§ **Your instructions**
Copy out each line of the listing below where the string "replacement" appears.

§ **Records**
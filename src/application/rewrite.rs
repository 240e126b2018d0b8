//! Rewrite engine: weaken a risky query until it satisfies policy.
//!
//! Two operations:
//! - a single heuristic pass applying the fixed rules R1/R2/R3'/R4
//! - a lattice search that scores every rule combination by information
//!   loss and returns the minimal-loss candidate that satisfies policy
//!
//! Both operate on SQL text rather than parsed queries: R1's input
//! (`SELECT chol FROM ...`) is outside the restricted grammar by design,
//! and textual substitution preserves the analyst's original formatting
//! everywhere a rule does not touch.

use std::sync::OnceLock;

use regex::{NoExpand, Regex};

use crate::domain::schema;
use crate::domain::{Analysis, Decision, FactorCode, Policy};
use crate::ports::QueryEvaluator;

use super::risk::RiskEngine;

struct RewriteRegexes {
    raw_chol_select: Regex,
    avg_call: Regex,
    raw_chol_select_sub: Regex,
    exact_age: Regex,
    exact_cp: Regex,
    sex_predicate: Regex,
    sex_predicate_full: Regex,
    where_clause: Regex,
    and_split: Regex,
    age_band_predicate: Regex,
    cp_group_predicate: Regex,
}

fn regexes() -> &'static RewriteRegexes {
    static RE: OnceLock<RewriteRegexes> = OnceLock::new();
    RE.get_or_init(|| RewriteRegexes {
        raw_chol_select: Regex::new(r"(?i)select\s+chol\s+from\s+").expect("Valid regex"),
        avg_call: Regex::new(r"(?i)avg\(").expect("Valid regex"),
        raw_chol_select_sub: Regex::new(r"(?i)select\s+chol\s+from").expect("Valid regex"),
        exact_age: Regex::new(r"(?i)\bage\s*=\s*(\d+)\b").expect("Valid regex"),
        exact_cp: Regex::new(r"(?i)\bcp\s*=\s*(\d+)\b").expect("Valid regex"),
        sex_predicate: Regex::new(r"(?i)\bsex\s*=\s*[01]\b").expect("Valid regex"),
        sex_predicate_full: Regex::new(r"(?i)^sex\s*=\s*\S+$").expect("Valid regex"),
        where_clause: Regex::new(r"(?is)\bwhere\b\s+(.*)$").expect("Valid regex"),
        and_split: Regex::new(r"(?i)\s+and\s+").expect("Valid regex"),
        age_band_predicate: Regex::new(r"(?i)\bage_band\s*=\s*'\d+-\d+'").expect("Valid regex"),
        cp_group_predicate: Regex::new(r"(?i)\bcp_group\s*=\s*'[^']+'").expect("Valid regex"),
    })
}

/// Result of a rewrite pass: the new SQL plus the rule identifiers that
/// fired, in application order.
#[derive(Debug, Clone, PartialEq, Eq, serde::Serialize)]
pub struct RewriteProposal {
    pub rewritten_sql: String,
    pub applied_rules: Vec<String>,
}

/// R2: replace every exact-age predicate with the decade band of the
/// first one. Returns `None` when no exact-age predicate exists.
fn generalize_age(sql: &str) -> Option<String> {
    let re = regexes();
    let caps = re.exact_age.captures(sql)?;
    let age: i64 = caps[1].parse().ok()?;
    let replacement = format!("age_band = '{}'", schema::age_band(age));
    Some(
        re.exact_age
            .replace_all(sql, NoExpand(&replacement))
            .into_owned(),
    )
}

/// R3': replace every exact chest-pain predicate with the symptom-risk
/// bucket of the first one.
fn generalize_cp(sql: &str) -> Option<String> {
    let re = regexes();
    let caps = re.exact_cp.captures(sql)?;
    let cp: i64 = caps[1].parse().ok()?;
    let replacement = format!("cp_group = '{}'", schema::cp_group(cp));
    Some(
        re.exact_cp
            .replace_all(sql, NoExpand(&replacement))
            .into_owned(),
    )
}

§ **Exercise output**
    let replacement = format!("age_band = '{}'", schema::age_band(age));
            .replace_all(sql, NoExpand(&replacement))
    let replacement = format!("cp_group = '{}'", schema::cp_group(cp));
            .replace_all(sql, NoExpand(&replacement))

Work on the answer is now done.